Work order: The number of lines below that contain the word "PartialEq" is all that the answer should hold.

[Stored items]

——————

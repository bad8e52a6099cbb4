//! Conversation entities

use crate::role::RoleKind;
use crate::tool::entities::ToolCall;
use serde::{Deserialize, Serialize};

/// Tag of a [`Message`] variant
#[derive(Debug, Clone, Copy, PartialEq, Eq, Serialize, Deserialize)]
#[serde(rename_all = "snake_case")]
pub enum MessageRole {
    System,
    Human,
    Ai,
    ToolResult,
}

impl MessageRole {
    pub fn as_str(&self) -> &'static str {
        match self {
            MessageRole::System => "system",
            MessageRole::Human => "human",
            MessageRole::Ai => "ai",
            MessageRole::ToolResult => "tool_result",
        }
    }
}

impl std::fmt::Display for MessageRole {
    fn fmt(&self, f: &mut std::fmt::Formatter<'_>) -> std::fmt::Result {
        write!(f, "{}", self.as_str())
    }
}

/// A model turn: text plus zero or more tool calls, in the order issued
#[derive(Debug, Clone, Default, PartialEq, Serialize, Deserialize)]
pub struct AiMessage {
    pub content: String,
    #[serde(default, skip_serializing_if = "Vec::is_empty")]
    pub tool_calls: Vec<ToolCall>,
    /// Role that produced the turn; stamped by the agent node
    #[serde(default, skip_serializing_if = "Option::is_none")]
    pub author: Option<RoleKind>,
}

impl AiMessage {
    pub fn new(content: impl Into<String>) -> Self {
        Self {
            content: content.into(),
            tool_calls: Vec::new(),
            author: None,
        }
    }

    pub fn with_tool_call(mut self, call: ToolCall) -> Self {
        self.tool_calls.push(call);
        self
    }

    pub fn with_author(mut self, author: RoleKind) -> Self {
        self.author = Some(author);
        self
    }

    pub fn has_tool_calls(&self) -> bool {
        !self.tool_calls.is_empty()
    }
}

/// Output of one tool call, pointing back at the call that produced it
#[derive(Debug, Clone, PartialEq, Serialize, Deserialize)]
pub struct ToolResultMessage {
    pub call_id: String,
    pub tool_name: String,
    pub content: String,
    #[serde(default, skip_serializing_if = "std::ops::Not::not")]
    pub is_error: bool,
}

/// A message in a conversation (Entity)
#[derive(Debug, Clone, PartialEq, Serialize, Deserialize)]
#[serde(tag = "role", rename_all = "snake_case")]
pub enum Message {
    System { content: String },
    Human { content: String },
    Ai(AiMessage),
    ToolResult(ToolResultMessage),
}

impl Message {
    pub fn system(content: impl Into<String>) -> Self {
        Message::System {
            content: content.into(),
        }
    }

    pub fn human(content: impl Into<String>) -> Self {
        Message::Human {
            content: content.into(),
        }
    }

    pub fn ai(content: impl Into<String>) -> Self {
        Message::Ai(AiMessage::new(content))
    }

    pub fn tool_result(
        call_id: impl Into<String>,
        tool_name: impl Into<String>,
        content: impl Into<String>,
    ) -> Self {
        Message::ToolResult(ToolResultMessage {
            call_id: call_id.into(),
            tool_name: tool_name.into(),
            content: content.into(),
            is_error: false,
        })
    }

    pub fn role_tag(&self) -> MessageRole {
        match self {
            Message::System { .. } => MessageRole::System,
            Message::Human { .. } => MessageRole::Human,
            Message::Ai(_) => MessageRole::Ai,
            Message::ToolResult(_) => MessageRole::ToolResult,
        }
    }

    pub fn content(&self) -> &str {
        match self {
            Message::System { content } | Message::Human { content } => content,
            Message::Ai(ai) => &ai.content,
            Message::ToolResult(result) => &result.content,
        }
    }

    pub fn as_ai(&self) -> Option<&AiMessage> {
        match self {
            Message::Ai(ai) => Some(ai),
            _ => None,
        }
    }

    pub fn as_tool_result(&self) -> Option<&ToolResultMessage> {
        match self {
            Message::ToolResult(result) => Some(result),
            _ => None,
        }
    }
}

impl From<AiMessage> for Message {
    fn from(ai: AiMessage) -> Self {
        Message::Ai(ai)
    }
}

impl From<ToolResultMessage> for Message {
    fn from(result: ToolResultMessage) -> Self {
        Message::ToolResult(result)
    }
}

#[cfg(test)]
mod tests {
    use super::*;

    #[test]
    fn test_role_tags() {
        assert_eq!(Message::system("s").role_tag(), MessageRole::System);
        assert_eq!(Message::human("h").role_tag(), MessageRole::Human);
        assert_eq!(Message::ai("a").role_tag(), MessageRole::Ai);
        assert_eq!(
            Message::tool_result("c1", "read_file", "x").role_tag(),
            MessageRole::ToolResult
        );
    }

    #[test]
    fn test_ai_message_tool_calls() {
        let ai = AiMessage::new("")
            .with_tool_call(ToolCall::new("c1", "list_files"))
            .with_author(RoleKind::Planner);

        assert!(ai.has_tool_calls());
        assert_eq!(ai.author, Some(RoleKind::Planner));
        assert!(!AiMessage::new("done").has_tool_calls());
    }

    #[test]
    fn test_message_serializes_with_role_tag() {
        let msg = Message::tool_result("call_9", "write_file", "Successfully wrote to a.txt");
        let value = serde_json::to_value(&msg).unwrap();

        assert_eq!(value["role"], "tool_result");
        assert_eq!(value["call_id"], "call_9");
        assert!(value.get("is_error").is_none());

        let back: Message = serde_json::from_value(value).unwrap();
        assert_eq!(back, msg);
    }
}
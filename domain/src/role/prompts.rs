//! System prompts for the built-in roles

/// Fixed system prompts, one per [`RoleKind`](super::RoleKind)
pub struct RolePrompts;

impl RolePrompts {
    pub const AGENT: &'static str =
        "You are a helpful AI coding assistant named Pecko. You can list, read, and write files.";

    pub const PLANNER: &'static str = "You are a senior software architect acting as a Planner. \
Your goal is to analyze the user's request and the current codebase state, \
then create a detailed, step-by-step plan for the Worker agent to implement. \
Do not write the implementation code yourself. \
Focus on breaking down the problem into clear, actionable tasks. \
You can use tools to explore the codebase before making a plan.";

    pub const WORKER: &'static str = "You are a skilled software developer acting as a Worker. \
Your goal is to implement the tasks provided by the Planner agent. \
You have access to the file system to read, write, and list files. \
Follow the plan exactly and write high-quality, working code. \
If you need more information, explore the codebase using your tools.";

    pub const REVIEWER: &'static str = "You are a diligent code reviewer acting as a Reviewer. \
Your goal is to review the work done by the Worker agent against the tasks provided by the Planner. \
Check for correctness, code quality, and adherence to the plan. \
You can use tools to inspect the files. \
If there are issues, provide specific feedback. \
If the work is satisfactory, confirm that the task is complete.";
}
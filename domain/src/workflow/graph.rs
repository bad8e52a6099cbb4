//! Transition function of the workflow machine

use super::node::WorkflowNode;
use super::routing::{ForwardPipeline, RoutingPolicy};
use super::topology::Topology;
use crate::conversation::entities::AiMessage;
use crate::role::RoleKind;
use std::sync::Arc;

/// Entry role plus routing policy. Pure: no I/O, no roles, no tools.
///
/// ```text
/// Agent(r) ──tool calls──▶ Tools(r) ──▶ Agent(r)
///    │
///    └─no tool calls──▶ Agent(policy.next_role(r)) | Done
/// ```
#[derive(Debug, Clone)]
pub struct WorkflowGraphSpec {
    entry: RoleKind,
    policy: Arc<dyn RoutingPolicy>,
}

impl WorkflowGraphSpec {
    pub fn new(entry: RoleKind, policy: Arc<dyn RoutingPolicy>) -> Self {
        Self { entry, policy }
    }

    /// Forward-only wiring for the given topology
    pub fn for_topology(topology: Topology) -> Self {
        Self::new(
            topology.entry(),
            Arc::new(ForwardPipeline::for_topology(topology)),
        )
    }

    pub fn with_policy(mut self, policy: Arc<dyn RoutingPolicy>) -> Self {
        self.policy = policy;
        self
    }

    pub fn entry(&self) -> RoleKind {
        self.entry
    }

    pub fn initial(&self) -> WorkflowNode {
        WorkflowNode::Agent(self.entry)
    }

    /// Next node after `node` completed, given the latest AI message.
    pub fn next(&self, node: WorkflowNode, last_ai: &AiMessage) -> WorkflowNode {
        match node {
            WorkflowNode::Agent(role) if last_ai.has_tool_calls() => WorkflowNode::Tools(role),
            WorkflowNode::Agent(role) => self
                .policy
                .next_role(role, last_ai)
                .map_or(WorkflowNode::Done, WorkflowNode::Agent),
            WorkflowNode::Tools(role) => WorkflowNode::Agent(role),
            WorkflowNode::Done => WorkflowNode::Done,
        }
    }
}
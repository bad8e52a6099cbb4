//! Infrastructure layer for pecko
//!
//! This crate contains adapters that implement the ports defined in the
//! application layer: the sandboxed file tools, the OpenAI-compatible model
//! backend, the JSONL transcript writer, configuration loading and workspace
//! management.

pub mod config;
pub mod logging;
pub mod providers;
pub mod tools;
pub mod workspace;

// Re-export commonly used types
pub use config::{
    ConfigError, ConfigIssue, ConfigLoader, FileConfig, ResolvedProfile, Severity,
};
pub use logging::JsonlConversationLogger;
pub use providers::OpenAiGateway;
pub use tools::{
    JsonSchemaToolConverter, LocalToolExecutor, SandboxError, WorkspaceSandbox,
    default_tool_spec, read_only_tool_spec,
};
pub use workspace::{InitOutcome, WorkspaceError, WorkspaceStatus};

——————

Response area: 4